Transcribe exactly the first line of the listing below and each line that follows it, ending with the line that contains "use litellm_client::LitellmClient;", and omit the remainder.

== Segment start ==

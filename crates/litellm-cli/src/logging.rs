use anyhow::{Context, Result};
use tracing_subscriber::{layer::SubscriberExt, util::SubscriberInitExt, EnvFilter};

/// Install the global subscriber. Logs go to stderr so stdout stays
/// machine-readable.
///
/// `RUST_LOG` wins over `level` when set.
pub fn init(level: &str, json: bool) -> Result<()> {
    let filter = match EnvFilter::try_from_default_env() {
        Ok(filter) => filter,
        Err(_) => EnvFilter::try_new(level).with_context(|| format!("invalid log level: {level}"))?,
    };

    let registry = tracing_subscriber::registry().with(filter);
    if json {
        let layer = tracing_subscriber::fmt::layer()
            .json()
            .with_writer(std::io::stderr)
            .with_target(true);
        registry.with(layer).try_init()?;
    } else {
        let layer = tracing_subscriber::fmt::layer()
            .with_writer(std::io::stderr)
            .with_target(false);
        registry.with(layer).try_init()?;
    }
    Ok(())
}
use async_trait::async_trait;
use litellm_client::LitellmClient;
use litellm_core::ValidationError;

use crate::data_sources::DataSource;
use crate::error::Result;
use crate::resource::{fetch, RemoteResource};
use crate::resources::model::{apply_model, model_attributes, ModelResource};
use crate::schema::Schema;
use crate::state::ResourceData;

const KEY: &str = "model_info_id";

/// Looks up an existing model deployment by `model_info_id`.
#[derive(Debug, Default)]
pub struct ModelDataSource;

#[async_trait]
impl DataSource for ModelDataSource {
    fn type_name(&self) -> &'static str {
        ModelResource::TYPE_NAME
    }

    fn schema(&self) -> Schema {
        let attributes = model_attributes()
            .into_iter()
            .map(|mut attr| {
                if attr.name != KEY {
                    attr.required = false;
                    attr.optional = true;
                    attr.computed = true;
                    attr.default = None;
                }
                attr
            })
            .collect();
        Schema::new(attributes)
    }

    async fn read(&self, client: &LitellmClient, data: &mut ResourceData) -> Result<()> {
        let key = data
            .string(KEY)
            .ok_or_else(|| ValidationError::MissingAttribute(KEY.to_string()))?;
        let remote = fetch::<ModelResource>(client, &key).await?;
        apply_model(remote.data, data);
        Ok(())
    }
}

== Segment end ==

- [Answer for this exercise]
filename crates/litellm-cli/src/logging.rs
use anyhow::{Context, Result};
use tracing_subscriber::{layer::SubscriberExt, util::SubscriberInitExt, EnvFilter};

/// Install the global subscriber. Logs go to stderr so stdout stays
/// machine-readable.
///
/// `RUST_LOG` wins over `level` when set.
pub fn init(level: &str, json: bool) -> Result<()> {
    let filter = match EnvFilter::try_from_default_env() {
        Ok(filter) => filter,
        Err(_) => EnvFilter::try_new(level).with_context(|| format!("invalid log level: {level}"))?,
    };

    let registry = tracing_subscriber::registry().with(filter);
    if json {
        let layer = tracing_subscriber::fmt::layer()
            .json()
            .with_writer(std::io::stderr)
            .with_target(true);
        registry.with(layer).try_init()?;
    } else {
        let layer = tracing_subscriber::fmt::layer()
            .with_writer(std::io::stderr)
            .with_target(false);
        registry.with(layer).try_init()?;
    }
    Ok(())
}
use async_trait::async_trait;
use litellm_client::LitellmClient;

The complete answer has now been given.